I'm reading Stark's paper "a complete determination of the complex quadratic fields of class number one".
He argues that if $p \equiv 3 \mod 8$ is prime and 3 is non-residue of $p$, then $p\equiv 19 \mod 24$, which I don't follow.

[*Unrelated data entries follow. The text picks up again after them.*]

//! Local cluster-membership bookkeeping.
//!
//! Single-node by design: only self-registration is exercised. A discovery
//! protocol (periodic heartbeat broadcast plus a listener merging peer
//! records) would slot in behind [`NodeRegistry::register`], but multi-node
//! operation is out of scope, so the registry never learns about peers on
//! its own.

use dashmap::DashMap;

/// A known cluster member.
#[derive(Debug, Clone, PartialEq, Eq)]
pub struct Node {
    pub name: String,
    pub ip: String,
}

/// Name-keyed record of cluster members. No conflict resolution, no
/// failure detection.
pub struct NodeRegistry {
    nodes: DashMap<String, Node>,
}

impl NodeRegistry {
    /// A registry holding only the local node.
    pub fn with_local_node(name: &str) -> NodeRegistry {
        let registry = NodeRegistry {
            nodes: DashMap::new(),
        };
        registry.register(Node {
            name: name.to_string(),
            ip: "localhost".to_string(),
        });
        registry
    }

    /// Insert or replace a member record.
    pub fn register(&self, node: Node) {
        self.nodes.insert(node.name.clone(), node);
    }

    pub fn get(&self, name: &str) -> Option<Node> {
        self.nodes.get(name).map(|r| r.clone())
    }

    pub fn len(&self) -> usize {
        self.nodes.len()
    }

    pub fn is_empty(&self) -> bool {
        self.nodes.is_empty()
    }

    /// Tabular summary for `/_cat/nodes`.
    pub fn cat_nodes(&self) -> String {
        let mut out = String::from(
            "ip        heap.percent ram.percent cpu load_1m load_5m load_15m node.role master name\n",
        );
        for node in self.nodes.iter() {
            out.push_str(&format!("{:<14} {:<65} {:<20}\n", node.ip, " ", node.name));
        }
        out
    }
}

Suppose $p\equiv 11 \mod 24$. Since
$$\left(\frac{24k+11}{3}\right)=\left(\frac{2}{3}\right)=-1,$$
if I want to use the Quadratic Reciprocity so that I can have $\left(\frac{3}{24k+11}\right)=-\left(\frac{24k+11}{3}\right)=1$, then I need to show $p=24k+11 \equiv 3 \mod 14$. I don't know how to show this condition holds whenever $p$ is prime. Is there a way to show $p \not \equiv 11 \mod 24$ other than using Quadratic Reciprocity? Also, how do I show that $p \equiv 19 \mod 24$?
Best Answer
$3$ is a non-residue of $p$ means $p\equiv\pm5\bmod12$.
If $p\equiv5\bmod12$ then $p\equiv1\bmod4$, so we can't have $p\equiv3\bmod8$.
So $p\equiv7\bmod12$ and $p\equiv3\bmod8$; i.e., $p\equiv1\bmod3$ and $p\equiv3\bmod8$.
By the Chinese remainder theorem, that means $p\equiv19\bmod24$.